Another option is to provision "fatter pipes" with DDoS mitigation systems that can handle large volumes of traffic, advised Valdez.
"In an attack, traffic could be directed down the fatter pipe and through the mitigation device. This might be cost effective for some organisations, as the large pipe would only be used in the event of an attack," he said.
Lastly, companies should also consider geographically distributing their web servers so the attack volume is distributed to various front ends.
"This might be accomplished with any cast routing or other mechanisms. This has an added benefit of improving performance for your customers, as they will be directed to the site closest to them," Valdez concluded.
"As such, while DDOS protection is ideal, firms need to consider the likelihood of these attacks compared to the increasing frequency of other, easier attacks to execute.
"Based on that risk analysis, informed organisations can make the decision about whether or not to invest in localised DDoS protections, outsource their DDoS protections to a third-party or to forgo the investment altogether," he added.
However, Marty Meyer, CEO of Corero Network Security, claims companies that try to protect themselves from Armageddon-style DDoS attacks could be fighting a losing battle.

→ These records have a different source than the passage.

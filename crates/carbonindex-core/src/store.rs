//! Mirror store trait and the in-memory backend.
//!
//! Backends persist four collections: farms, readings, credits and the
//! singleton sync cursor. Farms and credits are upserted by natural id (last
//! write wins); readings are append-only and reject duplicate ids with
//! [`IndexerError::DuplicateKey`].

use std::collections::BTreeMap;
use std::sync::atomic::{AtomicBool, AtomicU64, Ordering};
use std::sync::{Mutex, MutexGuard};

use async_trait::async_trait;

use crate::cursor::SyncCursor;
use crate::error::IndexerError;
use crate::types::{
    normalize_address, paginate, CarbonCredit, CarbonReading, EcosystemStats, Farm, Page,
    PageRequest,
};

/// Persistence for the off-chain mirror.
///
/// Implementations: [`MemoryMirrorStore`] here, `SqliteMirror` and
/// `PostgresMirror` in `carbonindex-storage`.
#[async_trait]
pub trait MirrorStore: Send + Sync {
    // ── writes ──

    /// Insert or replace the farm row keyed by `farm.id`.
    async fn upsert_farm(&self, farm: &Farm) -> Result<(), IndexerError>;

    /// Append a reading. Fails with `DuplicateKey` if the id already exists.
    async fn insert_reading(&self, reading: &CarbonReading) -> Result<(), IndexerError>;

    /// Insert or replace the credit row keyed by `credit.token_id`.
    async fn upsert_credit(&self, credit: &CarbonCredit) -> Result<(), IndexerError>;

    async fn load_cursor(&self) -> Result<Option<SyncCursor>, IndexerError>;

    /// Persist the cursor. A lower block number than the stored one is ignored.
    async fn save_cursor(&self, cursor: SyncCursor) -> Result<(), IndexerError>;

    // ── reads ──

    async fn get_farm(&self, farm_id: u64) -> Result<Option<Farm>, IndexerError>;

    /// Case-insensitive owner lookup.
    async fn get_farm_by_owner(&self, owner: &str) -> Result<Option<Farm>, IndexerError>;

    /// Newest farms first.
    async fn list_farms(&self, page: PageRequest) -> Result<Page<Farm>, IndexerError>;

    /// Newest readings first.
    async fn list_readings(
        &self,
        farm_id: u64,
        page: PageRequest,
    ) -> Result<Page<CarbonReading>, IndexerError>;

    async fn get_credit(&self, token_id: u64) -> Result<Option<CarbonCredit>, IndexerError>;

    /// Newest credits first.
    async fn list_credits(&self, page: PageRequest) -> Result<Page<CarbonCredit>, IndexerError>;

    async fn list_credits_by_owner(
        &self,
        owner: &str,
        page: PageRequest,
    ) -> Result<Page<CarbonCredit>, IndexerError>;

    async fn list_credits_by_farm(
        &self,
        farm_id: u64,
        page: PageRequest,
    ) -> Result<Page<CarbonCredit>, IndexerError>;

    async fn ecosystem_stats(&self) -> Result<EcosystemStats, IndexerError>;

    /// Minimal read. `false` on any error.
    async fn health_check(&self) -> bool;
}

// ─── In-memory store ──────────────────────────────────────────────────────────

#[derive(Default)]
struct Collections {
    farms: BTreeMap<u64, Farm>,
    readings: BTreeMap<u64, CarbonReading>,
    credits: BTreeMap<u64, CarbonCredit>,
    cursor: Option<SyncCursor>,
}

/// In-memory mirror for tests and ephemeral runs.
#[derive(Default)]
pub struct MemoryMirrorStore {
    data: Mutex<Collections>,
    writes: AtomicU64,
    unavailable: AtomicBool,
    reject_readings: AtomicBool,
}

impl MemoryMirrorStore {
    pub fn new() -> Self {
        Self::default()
    }

    /// Number of successful write calls so far.
    pub fn writes(&self) -> u64 {
        self.writes.load(Ordering::SeqCst)
    }

    /// Make every subsequent call fail with a storage error (or succeed again).
    pub fn set_unavailable(&self, unavailable: bool) {
        self.unavailable.store(unavailable, Ordering::SeqCst);
    }

    /// Make reading inserts alone fail with a storage error.
    pub fn set_reject_readings(&self, reject: bool) {
        self.reject_readings.store(reject, Ordering::SeqCst);
    }

    pub fn farm_count(&self) -> usize {
        self.data.lock().map(|d| d.farms.len()).unwrap_or(0)
    }

    pub fn reading_count(&self) -> usize {
        self.data.lock().map(|d| d.readings.len()).unwrap_or(0)
    }

    pub fn credit_count(&self) -> usize {
        self.data.lock().map(|d| d.credits.len()).unwrap_or(0)
    }

    fn lock(&self) -> Result<MutexGuard<'_, Collections>, IndexerError> {
        if self.unavailable.load(Ordering::SeqCst) {
            return Err(IndexerError::Storage("memory store unavailable".into()));
        }
        self.data
            .lock()
            .map_err(|_| IndexerError::Storage("memory store lock poisoned".into()))
    }

    fn wrote(&self) {
        self.writes.fetch_add(1, Ordering::SeqCst);
    }
}

fn farms_newest_first(farms: &BTreeMap<u64, Farm>) -> Vec<Farm> {
    let mut rows: Vec<Farm> = farms.values().cloned().collect();
    rows.sort_by(|a, b| b.created_at.cmp(&a.created_at).then(b.id.cmp(&a.id)));
    rows
}

fn credits_newest_first<'a>(credits: impl Iterator<Item = &'a CarbonCredit>) -> Vec<CarbonCredit> {
    let mut rows: Vec<CarbonCredit> = credits.cloned().collect();
    rows.sort_by(|a, b| b.minted_at.cmp(&a.minted_at).then(b.token_id.cmp(&a.token_id)));
    rows
}

#[async_trait]
impl MirrorStore for MemoryMirrorStore {
    async fn upsert_farm(&self, farm: &Farm) -> Result<(), IndexerError> {
        let mut farm = farm.clone();
        farm.owner = normalize_address(&farm.owner);
        self.lock()?.farms.insert(farm.id, farm);
        self.wrote();
        Ok(())
    }

    async fn insert_reading(&self, reading: &CarbonReading) -> Result<(), IndexerError> {
        if self.reject_readings.load(Ordering::SeqCst) {
            return Err(IndexerError::Storage("readings table is read-only".into()));
        }
        let mut data = self.lock()?;
        if data.readings.contains_key(&reading.id) {
            return Err(IndexerError::DuplicateKey {
                collection: "readings",
                key: reading.id,
            });
        }
        let mut reading = reading.clone();
        reading.verified_by = normalize_address(&reading.verified_by);
        data.readings.insert(reading.id, reading);
        drop(data);
        self.wrote();
        Ok(())
    }

    async fn upsert_credit(&self, credit: &CarbonCredit) -> Result<(), IndexerError> {
        let mut credit = credit.clone();
        credit.farmer = normalize_address(&credit.farmer);
        self.lock()?.credits.insert(credit.token_id, credit);
        self.wrote();
        Ok(())
    }

    async fn load_cursor(&self) -> Result<Option<SyncCursor>, IndexerError> {
        Ok(self.lock()?.cursor)
    }

    async fn save_cursor(&self, cursor: SyncCursor) -> Result<(), IndexerError> {
        let mut data = self.lock()?;
        match data.cursor {
            Some(current) if current.block_number > cursor.block_number => {}
            _ => data.cursor = Some(cursor),
        }
        drop(data);
        self.wrote();
        Ok(())
    }

    async fn get_farm(&self, farm_id: u64) -> Result<Option<Farm>, IndexerError> {
        Ok(self.lock()?.farms.get(&farm_id).cloned())
    }

    async fn get_farm_by_owner(&self, owner: &str) -> Result<Option<Farm>, IndexerError> {
        let owner = normalize_address(owner);
        Ok(self.lock()?.farms.values().find(|f| f.owner == owner).cloned())
    }

    async fn list_farms(&self, page: PageRequest) -> Result<Page<Farm>, IndexerError> {
        let rows = farms_newest_first(&self.lock()?.farms);
        Ok(paginate(&rows, page))
    }

    async fn list_readings(
        &self,
        farm_id: u64,
        page: PageRequest,
    ) -> Result<Page<CarbonReading>, IndexerError> {
        let mut rows: Vec<CarbonReading> = self
            .lock()?
            .readings
            .values()
            .filter(|r| r.farm_id == farm_id)
            .cloned()
            .collect();
        rows.sort_by(|a, b| b.timestamp.cmp(&a.timestamp).then(b.id.cmp(&a.id)));
        Ok(paginate(&rows, page))
    }

    async fn get_credit(&self, token_id: u64) -> Result<Option<CarbonCredit>, IndexerError> {
        Ok(self.lock()?.credits.get(&token_id).cloned())
    }

    async fn list_credits(&self, page: PageRequest) -> Result<Page<CarbonCredit>, IndexerError> {
        let rows = credits_newest_first(self.lock()?.credits.values());
        Ok(paginate(&rows, page))
    }

    async fn list_credits_by_owner(
        &self,
        owner: &str,
        page: PageRequest,
    ) -> Result<Page<CarbonCredit>, IndexerError> {
        let owner = normalize_address(owner);
        let rows = credits_newest_first(self.lock()?.credits.values().filter(|c| c.farmer == owner));
        Ok(paginate(&rows, page))
    }

    async fn list_credits_by_farm(
        &self,
        farm_id: u64,
        page: PageRequest,
    ) -> Result<Page<CarbonCredit>, IndexerError> {
        let rows =
            credits_newest_first(self.lock()?.credits.values().filter(|c| c.farm_id == farm_id));
        Ok(paginate(&rows, page))
    }

    async fn ecosystem_stats(&self) -> Result<EcosystemStats, IndexerError> {
        let data = self.lock()?;
        let mut stats = EcosystemStats::default();
        for farm in data.farms.values() {
            stats.add_farm(farm);
        }
        stats.total_credits = data.credits.len() as u64;
        Ok(stats)
    }

    async fn health_check(&self) -> bool {
        self.lock().is_ok()
    }
}

#[cfg(test)]
mod tests {
    use super::*;
    use crate::testing::{sample_credit, sample_farm, sample_reading};
    use alloy_primitives::U256;

    #[tokio::test]
    async fn upsert_farm_is_idempotent() {
        let store = MemoryMirrorStore::new();
        let farm = sample_farm(1);
        store.upsert_farm(&farm).await.unwrap();
        store.upsert_farm(&farm).await.unwrap();

        assert_eq!(store.farm_count(), 1);
        assert_eq!(store.get_farm(1).await.unwrap(), Some(farm));
    }

    #[tokio::test]
    async fn upsert_farm_last_write_wins() {
        let store = MemoryMirrorStore::new();
        let mut farm = sample_farm(1);
        store.upsert_farm(&farm).await.unwrap();
        farm.carbon_debt = U256::from(7u64);
        store.upsert_farm(&farm).await.unwrap();

        let stored = store.get_farm(1).await.unwrap().unwrap();
        assert_eq!(stored.carbon_debt, U256::from(7u64));
    }

    #[tokio::test]
    async fn duplicate_reading_rejected() {
        let store = MemoryMirrorStore::new();
        let reading = sample_reading(1, 10);
        store.insert_reading(&reading).await.unwrap();

        let err = store.insert_reading(&reading).await.unwrap_err();
        assert!(err.is_duplicate());
        assert_eq!(store.reading_count(), 1);
    }

    #[tokio::test]
    async fn cursor_never_moves_backward() {
        let store = MemoryMirrorStore::new();
        assert!(store.load_cursor().await.unwrap().is_none());

        store.save_cursor(SyncCursor::new(200)).await.unwrap();
        store.save_cursor(SyncCursor::new(150)).await.unwrap();
        assert_eq!(store.load_cursor().await.unwrap().unwrap().block_number, 200);

        store.save_cursor(SyncCursor::new(250)).await.unwrap();
        assert_eq!(store.load_cursor().await.unwrap().unwrap().block_number, 250);
    }

    #[tokio::test]
    async fn owner_lookup_ignores_case() {
        let store = MemoryMirrorStore::new();
        let mut farm = sample_farm(1);
        farm.owner = "0xABCDEF0000000000000000000000000000000001".into();
        store.upsert_farm(&farm).await.unwrap();

        let found = store
            .get_farm_by_owner("0xabcdef0000000000000000000000000000000001")
            .await
            .unwrap();
        assert_eq!(found.map(|f| f.id), Some(1));
    }

    #[tokio::test]
    async fn lists_are_newest_first_and_paginated() {
        let store = MemoryMirrorStore::new();
        for id in 1..=5 {
            let mut credit = sample_credit(id, 1);
            credit.minted_at = 1_000 + id;
            store.upsert_credit(&credit).await.unwrap();
        }

        let page = store.list_credits(PageRequest::new(1, 2)).await.unwrap();
        assert_eq!(page.total, 5);
        assert_eq!(page.pages(), 3);
        let ids: Vec<u64> = page.data.iter().map(|c| c.token_id).collect();
        assert_eq!(ids, vec![5, 4]);

        let by_farm = store.list_credits_by_farm(2, PageRequest::default()).await.unwrap();
        assert_eq!(by_farm.total, 0);
    }

    #[tokio::test]
    async fn readings_listed_per_farm() {
        let store = MemoryMirrorStore::new();
        store.insert_reading(&sample_reading(1, 1)).await.unwrap();
        store.insert_reading(&sample_reading(1, 2)).await.unwrap();
        store.insert_reading(&sample_reading(2, 3)).await.unwrap();

        let page = store.list_readings(1, PageRequest::default()).await.unwrap();
        let ids: Vec<u64> = page.data.iter().map(|r| r.id).collect();
        assert_eq!(ids, vec![2, 1]);
    }

    #[tokio::test]
    async fn stats_cover_farms_and_credits() {
        let store = MemoryMirrorStore::new();
        store.upsert_farm(&sample_farm(1)).await.unwrap();
        let mut inactive = sample_farm(2);
        inactive.is_active = false;
        store.upsert_farm(&inactive).await.unwrap();
        store.upsert_credit(&sample_credit(1, 1)).await.unwrap();

        let stats = store.ecosystem_stats().await.unwrap();
        assert_eq!(stats.total_farms, 2);
        assert_eq!(stats.active_farms, 1);
        assert_eq!(stats.total_credits, 1);
        assert_eq!(
            stats.total_carbon_sequestered,
            sample_farm(1).total_carbon + inactive.total_carbon
        );
    }

    #[tokio::test]
    async fn unavailable_store_fails_health() {
        let store = MemoryMirrorStore::new();
        assert!(store.health_check().await);

        store.set_unavailable(true);
        assert!(!store.health_check().await);
        assert!(store.get_farm(1).await.unwrap_err().is_transient());
    }
}
//! Chain reader trait and the typed event records it pushes.
//!
//! The reader is the only component that talks to the chain. Everything
//! downstream consumes decoded records and [`ChainEvent`]s.

use std::pin::Pin;

use alloy_primitives::{B256, U256};
use async_trait::async_trait;
use futures::Stream;
use serde::{Deserialize, Serialize};

use crate::error::IndexerError;
use crate::types::{CarbonCredit, CarbonReading, Farm, FarmStats};

// ─── Events ───────────────────────────────────────────────────────────────────

/// Decoded contract event, independent of how it was delivered.
#[derive(Debug, Clone, PartialEq, Eq, Serialize, Deserialize)]
pub struct ChainEvent {
    pub block_number: u64,
    /// Transaction hash, `0x…`. Empty when the transport does not supply one.
    pub tx_hash: String,
    pub log_index: u64,
    pub payload: EventPayload,
}

impl ChainEvent {
    pub fn new(block_number: u64, payload: EventPayload) -> Self {
        Self {
            block_number,
            tx_hash: String::new(),
            log_index: 0,
            payload,
        }
    }

    /// Attach the transaction hash and log index the event was found at.
    pub fn at(mut self, tx_hash: impl Into<String>, log_index: u64) -> Self {
        self.tx_hash = tx_hash.into();
        self.log_index = log_index;
        self
    }

    pub fn kind(&self) -> EventKind {
        self.payload.kind()
    }

    /// The mirror entity this event touches.
    pub fn entity(&self) -> EntityKey {
        self.payload.entity()
    }
}

/// Event-specific fields.
#[derive(Debug, Clone, PartialEq, Eq, Serialize, Deserialize)]
#[serde(tag = "type", rename_all = "snake_case")]
pub enum EventPayload {
    FarmRegistered {
        farm_id: u64,
        farmer: String,
    },
    CarbonAdded {
        farm_id: u64,
        reading_id: u64,
        #[serde(with = "crate::types::decimal")]
        amount: U256,
    },
    CarbonDebtUpdated {
        farm_id: u64,
        #[serde(with = "crate::types::decimal")]
        new_debt: U256,
    },
    CreditMinted {
        token_id: u64,
        farm_id: u64,
        farmer: String,
        #[serde(with = "crate::types::decimal")]
        carbon_amount: U256,
    },
    CreditRetired {
        token_id: u64,
        retired_by: String,
        reason: String,
    },
}

impl EventPayload {
    pub fn kind(&self) -> EventKind {
        match self {
            Self::FarmRegistered { .. } => EventKind::FarmRegistered,
            Self::CarbonAdded { .. } => EventKind::CarbonAdded,
            Self::CarbonDebtUpdated { .. } => EventKind::CarbonDebtUpdated,
            Self::CreditMinted { .. } => EventKind::CreditMinted,
            Self::CreditRetired { .. } => EventKind::CreditRetired,
        }
    }

    /// Readings are scoped under their farm, so `CarbonAdded` keys on the farm.
    pub fn entity(&self) -> EntityKey {
        match self {
            Self::FarmRegistered { farm_id, .. }
            | Self::CarbonAdded { farm_id, .. }
            | Self::CarbonDebtUpdated { farm_id, .. } => EntityKey::Farm(*farm_id),
            Self::CreditMinted { token_id, .. } | Self::CreditRetired { token_id, .. } => {
                EntityKey::Credit(*token_id)
            }
        }
    }
}

/// Event discriminant, used for logging and filtering.
#[derive(Debug, Clone, Copy, PartialEq, Eq, Hash, Serialize, Deserialize)]
pub enum EventKind {
    FarmRegistered,
    CarbonAdded,
    CarbonDebtUpdated,
    CreditMinted,
    CreditRetired,
}

impl EventKind {
    /// Solidity event name.
    pub fn as_str(&self) -> &'static str {
        match self {
            Self::FarmRegistered => "FarmRegistered",
            Self::CarbonAdded => "CarbonAdded",
            Self::CarbonDebtUpdated => "CarbonDebtUpdated",
            Self::CreditMinted => "CreditMinted",
            Self::CreditRetired => "CreditRetired",
        }
    }
}

impl std::fmt::Display for EventKind {
    fn fmt(&self, f: &mut std::fmt::Formatter<'_>) -> std::fmt::Result {
        f.write_str(self.as_str())
    }
}

/// Identity used to serialise updates to the same entity.
#[derive(Debug, Clone, Copy, PartialEq, Eq, Hash)]
pub enum EntityKey {
    Farm(u64),
    Credit(u64),
}

/// Push-based event feed. Dropping it unsubscribes.
pub type ChainEventStream =
    Pin<Box<dyn Stream<Item = Result<ChainEvent, IndexerError>> + Send + 'static>>;

// ─── ChainReader ──────────────────────────────────────────────────────────────

/// Read-only access to the registry, token and oracle contracts.
///
/// Getters return `None` for the contract's not-found sentinel (a zeroed
/// record) instead of failing. Transport failures surface as
/// [`IndexerError::Rpc`].
#[async_trait]
pub trait ChainReader: Send + Sync {
    /// Current chain head.
    async fn get_block_number(&self) -> Result<u64, IndexerError>;

    /// `false` on any error. Never fails.
    async fn is_connected(&self) -> bool {
        self.get_block_number().await.is_ok()
    }

    // ── registry ──

    async fn get_total_farms(&self) -> Result<u64, IndexerError>;

    async fn get_farm(&self, farm_id: u64) -> Result<Option<Farm>, IndexerError>;

    async fn get_farm_by_address(&self, owner: &str) -> Result<Option<Farm>, IndexerError>;

    async fn get_available_carbon(&self, farm_id: u64) -> Result<U256, IndexerError>;

    async fn get_farm_stats(&self, farm_id: u64) -> Result<Option<FarmStats>, IndexerError>;

    /// Up to `count` most recent readings, newest first.
    async fn get_recent_readings(
        &self,
        farm_id: u64,
        count: u32,
    ) -> Result<Vec<CarbonReading>, IndexerError>;

    async fn get_active_farmers(&self) -> Result<Vec<String>, IndexerError>;

    // ── token ──

    /// Token supply. Zero when the contract does not expose it.
    async fn get_total_credits(&self) -> Result<u64, IndexerError>;

    /// Credit detail without the metadata URI (`token_uri` is left empty).
    async fn get_credit_details(&self, token_id: u64)
        -> Result<Option<CarbonCredit>, IndexerError>;

    async fn get_farm_credits(&self, farm_id: u64) -> Result<Vec<u64>, IndexerError>;

    async fn get_owner_credits(&self, owner: &str) -> Result<Vec<u64>, IndexerError>;

    async fn get_token_uri(&self, token_id: u64) -> Result<String, IndexerError>;

    async fn get_token_owner(&self, token_id: u64) -> Result<Option<String>, IndexerError>;

    // ── oracle ──

    async fn get_carbon_price(&self) -> Result<U256, IndexerError>;

    async fn is_proof_verified(&self, proof_hash: B256) -> Result<bool, IndexerError>;

    // ── events ──

    /// Subscribe to registry and token events from now on.
    async fn subscribe(&self) -> Result<ChainEventStream, IndexerError>;
}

"There are certainly some key things that an organisation can do to increase their chances of remaining protected, but with the sophistication of these attacks growing so much, many will struggle whilst using their current security infrastructure.
"Traditionally, organisations have relied on firewalls to protect against DDoS attacks, but in reality a firewall can only do so much to protect against these increasingly sophisticated attacks, whether they are relatively simple flood attacks from botnets, or the far more advanced Application-Layer attacks."
As a result, he said companies need to start thinking about a new first line of defence that can stop DDoS attacks, protect the firewall, and allow it to continue to block unwanted connections.
"It is an interesting and worrying time when you take DDoS in to consideration, and we are no doubt going to see these attacks continue to grow in power and sophistication," he added.